The slogan of this whole field: erasure is the only way a reduction step can lose an infinite computation. Take away the ability to discard arguments, and the WN/SN distinction collapses.

4. The conservation phenomenon: no erasure ⟹ WN = SN

What happens if we forbid erasure? That is the λI-calculus ("lambda-I"): the sub-language where every function λx. M is required to actually use its argument (x must appear in the body M). No function is allowed to throw its input away.

In this no-erasure world, something beautiful happens — the Conservation Theorem (originally Church, 1941; it appears as Theorem 9.1.5 in Barendregt's standard textbook):

In the λI-calculus, WN ⟺ SN. If a no-erasure term can finish, then it must finish, on every path.
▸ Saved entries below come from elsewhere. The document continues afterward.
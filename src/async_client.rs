//! Async wrapper around [`PasarClient`] for use in async runtimes (Tokio, etc.).
//!
//! Runs every client operation on Tokio's blocking pool via
//! [`tokio::task::spawn_blocking`], so the single blocking POST never stalls
//! the event loop.
//!
//! # Example
//!
//! ```ignore
//! use pasar_sdk::AsyncPasarClient;
//!
//! #[tokio::main]
//! async fn main() {
//!     let client = AsyncPasarClient::new(pasar_sdk::PasarClient::builder().build().unwrap());
//!     let table = client.run(|c| Ok(c.get_data(4, None))).await.unwrap();
//!     println!("{} commodities", table.len());
//! }
//! ```

use std::sync::{Arc, Mutex};

use crate::error::{PasarError, Result};
use crate::models::VariantSelection;
use crate::table::PriceTable;
use crate::PasarClient;

/// Async wrapper around [`PasarClient`].
///
/// The client is guarded by a [`Mutex`] since every fetch mutates its
/// lazily created HTTP pool and last-table cache.
#[derive(Clone)]
pub struct AsyncPasarClient {
    inner: Arc<Mutex<PasarClient>>,
}

impl AsyncPasarClient {
    pub fn new(client: PasarClient) -> Self {
        Self {
            inner: Arc::new(Mutex::new(client)),
        }
    }

    /// Run a sync client operation on the blocking thread pool.
    pub async fn run<F, T>(&self, f: F) -> Result<T>
    where
        F: FnOnce(&mut PasarClient) -> Result<T> + Send + 'static,
        T: Send + 'static,
    {
        let client = self.inner.clone();
        tokio::task::spawn_blocking(move || {
            let mut guard = client
                .lock()
                .map_err(|_| PasarError::InvalidArgument("client lock poisoned".into()))?;
            f(&mut guard)
        })
        .await
        .map_err(|e| PasarError::InvalidArgument(format!("Task join error: {e}")))?
    }

    pub async fn select_variants(&self, selection: VariantSelection) -> Result<bool> {
        self.run(move |c| Ok(c.select_variants(selection))).await
    }

    /// Async form of [`PasarClient::get_data`].
    pub async fn get_data(&self, days: i64) -> Result<PriceTable> {
        self.run(move |c| Ok(c.get_data(days, None))).await
    }
}
//! `pasar` - fetch market prices and export the comparison dashboard.
//!
//! # Commands
//!
//! - `pasar fetch --days 4 --output prices.csv` - fetch and persist the table
//! - `pasar report --start 2024-03-01 --end 2024-03-08` - compare two dates
//! - `pasar render --csv prices.csv --prev .. --curr ..` - dashboard from a saved file

use std::fs;
use std::path::PathBuf;

use anyhow::{bail, Context};
use clap::{Parser, Subcommand};
use tracing::info;
use tracing_subscriber::{layer::SubscriberExt, util::SubscriberInitExt, EnvFilter};

use pasar_sdk::config::{self, VARIANT_NAME_COLUMN};
use pasar_sdk::{dashboard, dates, report, DashboardOptions, PasarClient, PriceTable, ReportRequest};

#[derive(Parser)]
#[command(name = "pasar")]
#[command(author, version, about, long_about = None)]
struct Cli {
    /// API endpoint
    #[arg(long, global = true, env = "PASAR_ENDPOINT", default_value = config::API_URL)]
    endpoint: String,

    /// Request timeout in seconds
    #[arg(long, global = true, default_value_t = config::DEFAULT_TIMEOUT.as_secs())]
    timeout: u64,

    /// Dashboard heading
    #[arg(long, global = true, default_value = config::DEFAULT_TITLE)]
    title: String,

    #[command(subcommand)]
    command: Commands,
}

#[derive(Subcommand)]
enum Commands {
    /// Fetch the last N days and print or save the price table
    Fetch {
        #[arg(short, long, default_value_t = config::DEFAULT_WINDOW_DAYS)]
        days: i64,

        /// `all` or a comma-separated list of variant ids
        #[arg(short, long, default_value = "all")]
        variants: String,

        /// CSV output path
        #[arg(short, long)]
        output: Option<PathBuf>,
    },

    /// Compare prices between two weekdays and export the HTML dashboard
    Report {
        /// Earlier date (YYYY-MM-DD); defaults to the first of this month
        #[arg(short, long)]
        start: Option<String>,

        /// Later date (YYYY-MM-DD); defaults to today
        #[arg(short, long)]
        end: Option<String>,

        /// `all` or a comma-separated list of variant ids
        #[arg(short, long, default_value = "all")]
        variants: String,

        /// Commodity name to include (repeatable); all when omitted
        #[arg(short, long = "commodity")]
        commodities: Vec<String>,

        /// HTML output path; defaults to Harga_Pasar_<start>_to_<end>.html
        #[arg(short, long)]
        output: Option<PathBuf>,
    },

    /// Render the dashboard from a previously saved CSV
    Render {
        #[arg(long)]
        csv: PathBuf,

        #[arg(long)]
        prev: String,

        #[arg(long)]
        curr: String,

        #[arg(short, long)]
        output: Option<PathBuf>,
    },
}

fn main() -> anyhow::Result<()> {
    tracing_subscriber::registry()
        .with(tracing_subscriber::fmt::layer().with_writer(std::io::stderr))
        .with(EnvFilter::try_from_default_env().unwrap_or_else(|_| EnvFilter::new("info")))
        .init();

    let cli = Cli::parse();
    let options = DashboardOptions { title: cli.title.clone() };
    let mut client = PasarClient::builder()
        .endpoint(cli.endpoint.clone())
        .timeout(std::time::Duration::from_secs(cli.timeout))
        .build()?;

    match cli.command {
        Commands::Fetch { days, variants, output } => {
            if !client.select_variants_str(&variants) {
                bail!("invalid --variants '{variants}'; use 'all' or a list of ids");
            }
            let table = client.get_data(days, output.as_deref());
            print_table(&table)?;
        }
        Commands::Report {
            start,
            end,
            variants,
            commodities,
            output,
        } => {
            if !client.select_variants_str(&variants) {
                bail!("invalid --variants '{variants}'; use 'all' or a list of ids");
            }
            let today = chrono::Local::now().date_naive();
            let start = match start {
                Some(raw) => dates::parse_iso(&raw)?,
                None => dates::default_start(today),
            };
            let end = match end {
                Some(raw) => dates::parse_iso(&raw)?,
                None => today,
            };
            let request = ReportRequest {
                start,
                end,
                commodities: (!commodities.is_empty()).then_some(commodities),
            };
            let report = report::build_report(&mut client, &request, today, &options)?;
            print!("{}", report.text_table);
            let path = output.unwrap_or_else(|| PathBuf::from(&report.file_name));
            fs::write(&path, &report.html)
                .with_context(|| format!("writing {}", path.display()))?;
            info!(path = %path.display(), "Saved dashboard");
        }
        Commands::Render { csv, prev, curr, output } => {
            let table = PriceTable::read_csv(&csv)
                .with_context(|| format!("reading {}", csv.display()))?;
            let html = dashboard::try_render_html(&table, &prev, &curr, &options)?;
            print!("{}", table.to_text(&[VARIANT_NAME_COLUMN, prev.as_str(), curr.as_str()])?);
            let path = output.unwrap_or_else(|| PathBuf::from(dashboard::export_file_name(&prev, &curr)));
            fs::write(&path, html).with_context(|| format!("writing {}", path.display()))?;
            info!(path = %path.display(), "Saved dashboard");
        }
    }

    Ok(())
}

fn print_table(table: &PriceTable) -> anyhow::Result<()> {
    if table.is_empty() {
        bail!("no data returned");
    }
    let columns = table.columns();
    let refs: Vec<&str> = columns.iter().map(String::as_str).collect();
    print!("{}", table.to_text(&refs)?);
    Ok(())
}
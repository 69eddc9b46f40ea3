use chrono::NaiveDate;

#[derive(Debug, thiserror::Error)]
pub enum PasarError {
    #[error("HTTP error: {0}")]
    Http(#[from] reqwest::Error),

    #[error("IO error: {0}")]
    Io(#[from] std::io::Error),

    #[error("JSON error: {0}")]
    Json(#[from] serde_json::Error),

    #[error("CSV error: {0}")]
    Csv(#[from] csv::Error),

    #[error("HTTP status {0}")]
    Status(u16),

    #[error("API error: {0}")]
    Api(String),

    #[error("Column not found: {0}")]
    MissingColumn(String),

    #[error("{0} falls on a Saturday or Sunday (no market data)")]
    WeekendDate(NaiveDate),

    #[error("No data for {prev} or {curr} in the API response (available: {})", .available.join(", "))]
    DatesUnavailable {
        prev: String,
        curr: String,
        available: Vec<String>,
    },

    #[error("Invalid argument: {0}")]
    InvalidArgument(String),
}

pub type Result<T> = std::result::Result<T, PasarError>;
The intuition is exactly the dual of §3: if you can never discard a subterm, then a looping subterm can never be hidden away and quietly dropped. Wherever a divergence lives, every scheduler must eventually confront it, so "some path finishes" forces "all paths finish." The deep machinery behind this (Bergstra–Klop's perpetual reductions, the Finite Developments theorem) makes the slogan precise: a non-erasing step can neither create nor destroy an infinite reduction.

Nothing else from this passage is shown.